WHAT THE TASK REQUIRES: Could every line below be written out exactly as it appears?

EXTRACTED RECORDS:
▼

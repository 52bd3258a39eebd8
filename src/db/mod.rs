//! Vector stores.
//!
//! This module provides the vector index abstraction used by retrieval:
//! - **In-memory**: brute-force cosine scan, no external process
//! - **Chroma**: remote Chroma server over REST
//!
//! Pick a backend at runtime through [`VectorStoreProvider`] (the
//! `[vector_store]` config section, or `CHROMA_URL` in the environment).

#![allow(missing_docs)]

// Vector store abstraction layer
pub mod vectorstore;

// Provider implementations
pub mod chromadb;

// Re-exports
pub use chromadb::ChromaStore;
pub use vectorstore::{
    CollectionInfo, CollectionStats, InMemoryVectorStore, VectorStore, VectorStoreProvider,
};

▲

TASK RESULT:
repository 52bd3258a39eebd8
filename src/db/mod.rs
//! Vector stores.
//!
//! This module provides the vector index abstraction used by retrieval:
//! - **In-memory**: brute-force cosine scan, no external process
//! - **Chroma**: remote Chroma server over REST
//!
//! Pick a backend at runtime through [`VectorStoreProvider`] (the
//! `[vector_store]` config section, or `CHROMA_URL` in the environment).

#![allow(missing_docs)]

// Vector store abstraction layer
pub mod vectorstore;

// Provider implementations
pub mod chromadb;

// Re-exports
pub use chromadb::ChromaStore;
pub use vectorstore::{
    CollectionInfo, CollectionStats, InMemoryVectorStore, VectorStore, VectorStoreProvider,
};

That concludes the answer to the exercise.